Saved entries:
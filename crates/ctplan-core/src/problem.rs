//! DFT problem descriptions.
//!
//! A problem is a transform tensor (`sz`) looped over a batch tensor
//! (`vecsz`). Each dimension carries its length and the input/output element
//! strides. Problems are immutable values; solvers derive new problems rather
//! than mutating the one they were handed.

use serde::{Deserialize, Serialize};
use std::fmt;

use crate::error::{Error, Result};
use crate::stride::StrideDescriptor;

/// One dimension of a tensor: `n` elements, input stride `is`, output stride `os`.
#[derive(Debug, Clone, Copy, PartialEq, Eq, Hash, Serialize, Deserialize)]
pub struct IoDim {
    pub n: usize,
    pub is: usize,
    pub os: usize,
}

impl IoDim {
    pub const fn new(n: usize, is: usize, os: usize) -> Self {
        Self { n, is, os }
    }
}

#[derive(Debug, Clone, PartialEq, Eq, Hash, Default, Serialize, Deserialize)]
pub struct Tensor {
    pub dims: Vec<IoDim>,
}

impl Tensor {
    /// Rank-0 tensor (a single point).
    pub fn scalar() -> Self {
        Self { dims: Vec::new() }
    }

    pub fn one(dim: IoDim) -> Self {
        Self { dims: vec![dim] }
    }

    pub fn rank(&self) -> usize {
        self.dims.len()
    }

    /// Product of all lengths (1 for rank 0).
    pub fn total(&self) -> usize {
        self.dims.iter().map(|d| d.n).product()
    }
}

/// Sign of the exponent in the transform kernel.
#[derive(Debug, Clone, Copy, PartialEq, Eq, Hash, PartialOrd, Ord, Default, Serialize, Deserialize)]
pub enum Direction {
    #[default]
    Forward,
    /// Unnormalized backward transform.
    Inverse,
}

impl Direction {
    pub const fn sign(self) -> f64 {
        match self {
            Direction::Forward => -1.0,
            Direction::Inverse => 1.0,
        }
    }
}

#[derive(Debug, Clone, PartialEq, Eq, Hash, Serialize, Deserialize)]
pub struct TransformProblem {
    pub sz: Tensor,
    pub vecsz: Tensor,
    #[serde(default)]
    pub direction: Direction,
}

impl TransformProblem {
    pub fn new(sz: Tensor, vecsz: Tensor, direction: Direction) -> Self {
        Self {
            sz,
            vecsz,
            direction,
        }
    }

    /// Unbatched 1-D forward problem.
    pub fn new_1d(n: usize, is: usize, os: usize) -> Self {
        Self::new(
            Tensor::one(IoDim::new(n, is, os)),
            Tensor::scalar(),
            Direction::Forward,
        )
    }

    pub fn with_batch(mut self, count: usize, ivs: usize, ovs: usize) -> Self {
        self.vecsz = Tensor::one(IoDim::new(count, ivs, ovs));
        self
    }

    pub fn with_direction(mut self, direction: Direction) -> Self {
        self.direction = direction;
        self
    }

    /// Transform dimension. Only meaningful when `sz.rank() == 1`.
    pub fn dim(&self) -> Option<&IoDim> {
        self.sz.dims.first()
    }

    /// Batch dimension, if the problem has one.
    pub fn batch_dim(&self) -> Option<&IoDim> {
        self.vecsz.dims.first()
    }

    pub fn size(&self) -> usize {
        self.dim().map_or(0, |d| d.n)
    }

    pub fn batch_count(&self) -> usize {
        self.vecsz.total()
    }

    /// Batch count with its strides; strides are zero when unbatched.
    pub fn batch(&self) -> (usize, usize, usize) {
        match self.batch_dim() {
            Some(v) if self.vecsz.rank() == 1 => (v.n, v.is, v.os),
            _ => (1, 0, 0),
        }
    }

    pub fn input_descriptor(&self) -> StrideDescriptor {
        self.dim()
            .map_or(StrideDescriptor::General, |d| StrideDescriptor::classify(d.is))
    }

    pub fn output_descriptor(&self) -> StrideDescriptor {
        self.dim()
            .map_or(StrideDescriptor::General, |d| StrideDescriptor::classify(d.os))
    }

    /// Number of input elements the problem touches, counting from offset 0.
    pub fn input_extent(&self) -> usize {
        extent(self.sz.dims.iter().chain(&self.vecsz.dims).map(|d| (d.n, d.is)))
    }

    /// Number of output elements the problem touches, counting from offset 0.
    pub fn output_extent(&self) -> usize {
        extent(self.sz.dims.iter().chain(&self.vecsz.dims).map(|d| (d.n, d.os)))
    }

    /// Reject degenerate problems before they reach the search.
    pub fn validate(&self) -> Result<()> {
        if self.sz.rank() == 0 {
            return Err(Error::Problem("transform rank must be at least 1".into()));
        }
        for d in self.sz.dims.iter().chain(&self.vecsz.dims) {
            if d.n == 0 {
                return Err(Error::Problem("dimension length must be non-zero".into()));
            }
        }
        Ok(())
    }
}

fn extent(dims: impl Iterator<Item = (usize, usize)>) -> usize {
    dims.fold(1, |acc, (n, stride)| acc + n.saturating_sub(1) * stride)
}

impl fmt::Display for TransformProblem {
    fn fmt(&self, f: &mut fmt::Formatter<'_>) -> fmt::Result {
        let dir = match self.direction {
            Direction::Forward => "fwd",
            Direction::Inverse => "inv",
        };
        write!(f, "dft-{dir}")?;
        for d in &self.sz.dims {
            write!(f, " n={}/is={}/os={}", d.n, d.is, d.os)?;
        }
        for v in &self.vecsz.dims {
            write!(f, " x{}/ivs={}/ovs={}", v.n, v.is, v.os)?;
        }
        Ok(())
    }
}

### Work order
What is needed is a word-for-word restatement of all the data.

### Task result
filename crates/ctplan-core/src/problem.rs
//! DFT problem descriptions.
//!
//! A problem is a transform tensor (`sz`) looped over a batch tensor
//! (`vecsz`). Each dimension carries its length and the input/output element
//! strides. Problems are immutable values; solvers derive new problems rather
//! than mutating the one they were handed.

use serde::{Deserialize, Serialize};
use std::fmt;

use crate::error::{Error, Result};
use crate::stride::StrideDescriptor;

/// One dimension of a tensor: `n` elements, input stride `is`, output stride `os`.
#[derive(Debug, Clone, Copy, PartialEq, Eq, Hash, Serialize, Deserialize)]
pub struct IoDim {
    pub n: usize,
    pub is: usize,
    pub os: usize,
}

impl IoDim {
    pub const fn new(n: usize, is: usize, os: usize) -> Self {
        Self { n, is, os }
    }
}

#[derive(Debug, Clone, PartialEq, Eq, Hash, Default, Serialize, Deserialize)]
pub struct Tensor {
    pub dims: Vec<IoDim>,
}

impl Tensor {
    /// Rank-0 tensor (a single point).
    pub fn scalar() -> Self {
        Self { dims: Vec::new() }
    }

    pub fn one(dim: IoDim) -> Self {
        Self { dims: vec![dim] }
    }

    pub fn rank(&self) -> usize {
        self.dims.len()
    }

    /// Product of all lengths (1 for rank 0).
    pub fn total(&self) -> usize {
        self.dims.iter().map(|d| d.n).product()
    }
}

/// Sign of the exponent in the transform kernel.
#[derive(Debug, Clone, Copy, PartialEq, Eq, Hash, PartialOrd, Ord, Default, Serialize, Deserialize)]
pub enum Direction {
    #[default]
    Forward,
    /// Unnormalized backward transform.
    Inverse,
}

impl Direction {
    pub const fn sign(self) -> f64 {
        match self {
            Direction::Forward => -1.0,
            Direction::Inverse => 1.0,
        }
    }
}

#[derive(Debug, Clone, PartialEq, Eq, Hash, Serialize, Deserialize)]
pub struct TransformProblem {
    pub sz: Tensor,
    pub vecsz: Tensor,
    #[serde(default)]
    pub direction: Direction,
}

impl TransformProblem {
    pub fn new(sz: Tensor, vecsz: Tensor, direction: Direction) -> Self {
        Self {
            sz,
            vecsz,
            direction,
        }
    }

    /// Unbatched 1-D forward problem.
    pub fn new_1d(n: usize, is: usize, os: usize) -> Self {
        Self::new(
            Tensor::one(IoDim::new(n, is, os)),
            Tensor::scalar(),
            Direction::Forward,
        )
    }

    pub fn with_batch(mut self, count: usize, ivs: usize, ovs: usize) -> Self {
        self.vecsz = Tensor::one(IoDim::new(count, ivs, ovs));
        self
    }

    pub fn with_direction(mut self, direction: Direction) -> Self {
        self.direction = direction;
        self
    }

    /// Transform dimension. Only meaningful when `sz.rank() == 1`.
    pub fn dim(&self) -> Option<&IoDim> {
        self.sz.dims.first()
    }

    /// Batch dimension, if the problem has one.
    pub fn batch_dim(&self) -> Option<&IoDim> {
        self.vecsz.dims.first()
    }

    pub fn size(&self) -> usize {
        self.dim().map_or(0, |d| d.n)
    }

    pub fn batch_count(&self) -> usize {
        self.vecsz.total()
    }

    /// Batch count with its strides; strides are zero when unbatched.
    pub fn batch(&self) -> (usize, usize, usize) {
        match self.batch_dim() {
            Some(v) if self.vecsz.rank() == 1 => (v.n, v.is, v.os),
            _ => (1, 0, 0),
        }
    }

    pub fn input_descriptor(&self) -> StrideDescriptor {
        self.dim()
            .map_or(StrideDescriptor::General, |d| StrideDescriptor::classify(d.is))
    }

    pub fn output_descriptor(&self) -> StrideDescriptor {
        self.dim()
            .map_or(StrideDescriptor::General, |d| StrideDescriptor::classify(d.os))
    }

    /// Number of input elements the problem touches, counting from offset 0.
    pub fn input_extent(&self) -> usize {
        extent(self.sz.dims.iter().chain(&self.vecsz.dims).map(|d| (d.n, d.is)))
    }

    /// Number of output elements the problem touches, counting from offset 0.
    pub fn output_extent(&self) -> usize {
        extent(self.sz.dims.iter().chain(&self.vecsz.dims).map(|d| (d.n, d.os)))
    }

    /// Reject degenerate problems before they reach the search.
    pub fn validate(&self) -> Result<()> {
        if self.sz.rank() == 0 {
            return Err(Error::Problem("transform rank must be at least 1".into()));
        }
        for d in self.sz.dims.iter().chain(&self.vecsz.dims) {
            if d.n == 0 {
                return Err(Error::Problem("dimension length must be non-zero".into()));
            }
        }
        Ok(())
    }
}

fn extent(dims: impl Iterator<Item = (usize, usize)>) -> usize {
    dims.fold(1, |acc, (n, stride)| acc + n.saturating_sub(1) * stride)
}

impl fmt::Display for TransformProblem {
    fn fmt(&self, f: &mut fmt::Formatter<'_>) -> fmt::Result {
        let dir = match self.direction {
            Direction::Forward => "fwd",
            Direction::Inverse => "inv",
        };
        write!(f, "dft-{dir}")?;
        for d in &self.sz.dims {
            write!(f, " n={}/is={}/os={}", d.n, d.is, d.os)?;
        }
        for v in &self.vecsz.dims {
            write!(f, " x{}/ivs={}/ovs={}", v.n, v.is, v.os)?;
        }
        Ok(())
    }
}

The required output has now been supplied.